Other Options for Preventing Venous Thromboembolism
This section details the other options for thromboprophylaxis, including antiplatelet agents and mechanical prophylaxis
Other options for VTE prevention
Although ASA (aspirin) is more effective than placebo in preventing VTE in high-risk patients, it is less effective than LMWH. There are insufficient data comparing ASA with warfarin or UFH for VTE prophylaxis, and there are currently no comparative studies with the NOACs. The 2012 American College of Chest Physicians (ACCP) guidelines recommend ASA, among other antithrombotics, over no prophylaxis at all, but LMWH or oral anticoagulants are preferred.
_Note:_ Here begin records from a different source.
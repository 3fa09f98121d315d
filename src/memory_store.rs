//! In-memory implementation of every import collaborator.
//!
//! Backs the CLI (seeded from a workspace file, see [`crate::config_loader`])
//! and the test suite. Interior mutability is used for the parts a run
//! writes to (created records and run logs); the store is not `Sync` and is
//! meant for a single run at a time.

use std::cell::{Ref, RefCell};
use std::collections::HashMap;

use chrono::{DateTime, Utc};
use indexmap::IndexMap;
use serde::{Deserialize, Serialize};
use uuid::Uuid;

use crate::error::StoreError;
use crate::record::{ResolvedRecord, Row};
use crate::runtime::collaborators::{
    AttachmentLocator, ChoiceLookup, ConfigSource, ImportConfig, LogSink, RecordSink,
    ReferenceLookup, RequestContext, RequestSource, RowSource, Rows, CHOICE_TABLE,
    CHOICE_VALUE_FIELD, SPREADSHEET_CONTENT_TYPES,
};
use crate::runtime::query::EncodedQuery;

/// A row of a reference table.
#[derive(Debug, Clone, PartialEq, Eq, Serialize, Deserialize)]
pub struct StoredRecord {
    pub id: String,
    #[serde(default)]
    pub fields: IndexMap<String, String>,
}

impl StoredRecord {
    pub fn new<I, K, V>(id: impl Into<String>, fields: I) -> Self
    where
        I: IntoIterator<Item = (K, V)>,
        K: Into<String>,
        V: Into<String>,
    {
        Self {
            id: id.into(),
            fields: fields
                .into_iter()
                .map(|(k, v)| (k.into(), v.into()))
                .collect(),
        }
    }
}

/// A file attached to a request, with its already-extracted rows.
#[derive(Debug, Clone, PartialEq)]
pub struct Attachment {
    pub id: String,
    pub record_id: String,
    pub content_type: String,
    pub created_on: DateTime<Utc>,
    pub rows: Vec<Row>,
}

/// A record written by an import run.
#[derive(Debug, Clone, PartialEq, Eq, Serialize)]
pub struct CreatedRecord {
    pub id: String,
    pub table: String,
    pub fields: ResolvedRecord,
}

/// A persisted run log entry.
#[derive(Debug, Clone, PartialEq, Eq, Serialize)]
pub struct RunLogEntry {
    pub config_id: String,
    pub text: String,
}

#[derive(Debug, Default)]
pub struct MemoryStore {
    requests: HashMap<String, RequestContext>,
    configs: HashMap<String, ImportConfig>,
    attachments: Vec<Attachment>,
    tables: RefCell<HashMap<String, Vec<StoredRecord>>>,
    created: RefCell<Vec<CreatedRecord>>,
    run_logs: RefCell<Vec<RunLogEntry>>,
}

impl MemoryStore {
    pub fn new() -> Self {
        Self::default()
    }

    pub fn insert_request(&mut self, request_id: impl Into<String>, context: RequestContext) {
        self.requests.insert(request_id.into(), context);
    }

    pub fn insert_config(&mut self, config_id: impl Into<String>, config: ImportConfig) {
        self.configs.insert(config_id.into(), config);
    }

    pub fn add_attachment(&mut self, attachment: Attachment) {
        self.attachments.push(attachment);
    }

    /// Make sure `table` exists, even if empty.
    pub fn create_table(&mut self, table: impl Into<String>) {
        self.tables.get_mut().entry(table.into()).or_default();
    }

    pub fn insert_record(&mut self, table: impl Into<String>, record: StoredRecord) {
        self.tables
            .get_mut()
            .entry(table.into())
            .or_default()
            .push(record);
    }

    /// Add an entry to the system choice table.
    pub fn add_choice(&mut self, name: &str, element: &str, label: &str, value: &str) {
        let id = format!("choice-{}-{}-{}", name, element, value);
        self.insert_record(
            CHOICE_TABLE,
            StoredRecord::new(
                id,
                [
                    ("name", name),
                    ("element", element),
                    ("label", label),
                    (CHOICE_VALUE_FIELD, value),
                ],
            ),
        );
    }

    /// Records created by import runs, oldest first.
    pub fn created_records(&self) -> Ref<'_, Vec<CreatedRecord>> {
        self.created.borrow()
    }

    pub fn records(&self, table: &str) -> Vec<StoredRecord> {
        self.tables.borrow().get(table).cloned().unwrap_or_default()
    }

    pub fn run_logs(&self) -> Ref<'_, Vec<RunLogEntry>> {
        self.run_logs.borrow()
    }

    fn first_match(&self, table: &str, query: &str) -> Result<Option<StoredRecord>, StoreError> {
        let query = EncodedQuery::parse(query)?;
        let tables = self.tables.borrow();

        let records = match tables.get(table) {
            Some(records) => records,
            None if table == CHOICE_TABLE => return Ok(None),
            None => {
                return Err(StoreError::NotFound {
                    entity: "Table",
                    id: table.to_string(),
                })
            }
        };

        Ok(records.iter().find(|r| query.matches(&r.fields)).cloned())
    }
}

impl RequestSource for MemoryStore {
    fn request_context(&self, request_id: &str) -> Result<Option<RequestContext>, StoreError> {
        Ok(self.requests.get(request_id).cloned())
    }
}

impl ConfigSource for MemoryStore {
    fn import_config(&self, config_id: &str) -> Result<Option<ImportConfig>, StoreError> {
        Ok(self.configs.get(config_id).cloned())
    }
}

impl AttachmentLocator for MemoryStore {
    fn latest_spreadsheet_attachment(&self, record_id: &str) -> Result<Option<String>, StoreError> {
        Ok(self
            .attachments
            .iter()
            .filter(|a| a.record_id == record_id)
            .filter(|a| SPREADSHEET_CONTENT_TYPES.contains(&a.content_type.as_str()))
            .max_by_key(|a| a.created_on)
            .map(|a| a.id.clone()))
    }
}

impl RowSource for MemoryStore {
    fn open_rows(&self, attachment_id: &str) -> Result<Rows<'_>, StoreError> {
        let attachment = self
            .attachments
            .iter()
            .find(|a| a.id == attachment_id)
            .ok_or_else(|| StoreError::NotFound {
                entity: "Attachment",
                id: attachment_id.to_string(),
            })?;

        Ok(Box::new(attachment.rows.iter().cloned().map(Ok)))
    }
}

impl ReferenceLookup for MemoryStore {
    fn find_reference(&self, table: &str, query: &str) -> Result<Option<String>, StoreError> {
        Ok(self.first_match(table, query)?.map(|r| r.id))
    }
}

impl ChoiceLookup for MemoryStore {
    fn find_choice_value(&self, query: &str) -> Result<Option<String>, StoreError> {
        Ok(self
            .first_match(CHOICE_TABLE, query)?
            .and_then(|r| r.fields.get(CHOICE_VALUE_FIELD).cloned()))
    }
}

impl RecordSink for MemoryStore {
    fn create_record(&self, table: &str, record: &ResolvedRecord) -> Result<String, StoreError> {
        let id = Uuid::new_v4().simple().to_string();

        self.tables
            .borrow_mut()
            .entry(table.to_string())
            .or_default()
            .push(StoredRecord {
                id: id.clone(),
                fields: record.to_values(),
            });
        self.created.borrow_mut().push(CreatedRecord {
            id: id.clone(),
            table: table.to_string(),
            fields: record.clone(),
        });

        Ok(id)
    }
}

impl LogSink for MemoryStore {
    fn append_run_log(&self, config_id: &str, text: &str) -> Result<(), StoreError> {
        self.run_logs.borrow_mut().push(RunLogEntry {
            config_id: config_id.to_string(),
            text: text.to_string(),
        });
        Ok(())
    }
}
Mechanical prophylaxis methods do reduce the risk of DVT, although they have not been studied as intensively as pharmacological options:
- Mechanical methods of prophylaxis include elastic compression stockings and various intermittent compression devices, all of which increase venous outflow or reduce blood stasis within the leg veins
- Elastic compression stockings have been shown to effectively reduce symptomatic DVT; however, their use is also associated with an increase in skin complications
- Mechanical prophylaxis should be used primarily in patients who are at high risk of bleeding or as an adjunct to anticoagulant therapy
|Elastic (graduated) compression stockings||Provide circumferential pressure that gradually decreases from the ankle to the thigh to promote venous blood flow||Studies in hip surgery, general surgery and stroke|
|Intermittent pneumatic compression||Leggings repeatedly inflated and deflated by a pneumatic pump with the goal of mimicking natural calf muscle contractions that promote venous return||Meta-analysis of published studies|
|Venous foot pump||Imitates the physiological pumping action of weight bearing on the venous plexus of the sole of the foot to simulate the effect of normal walking and increase venous flow||Limited|
The oral, direct Factor Xa inhibitor betrixaban has been investigated for the prevention of VTE after orthopaedic surgery. The phase II EXPERT study randomized patients undergoing elective total knee replacement surgery to receive betrixaban 15 mg or 40 mg twice daily, or enoxaparin 30 mg twice daily, for 10–14 days after surgery. The incidence of VTE was 20% with betrixaban 15 mg twice daily, 15% with betrixaban 40 mg twice daily and 10% with enoxaparin 30 mg twice daily. There were no bleeding events with betrixaban 15 mg twice daily and 2.4% of patients had non-major clinically relevant bleeding with betrixaban 40 mg twice daily. However, no phase III study of betrixaban in orthopaedic surgery is currently underway.
Medically ill patients are at a high risk of venous thromboembolic events during their hospital stay, and this risk extends into the period after discharge from hospital.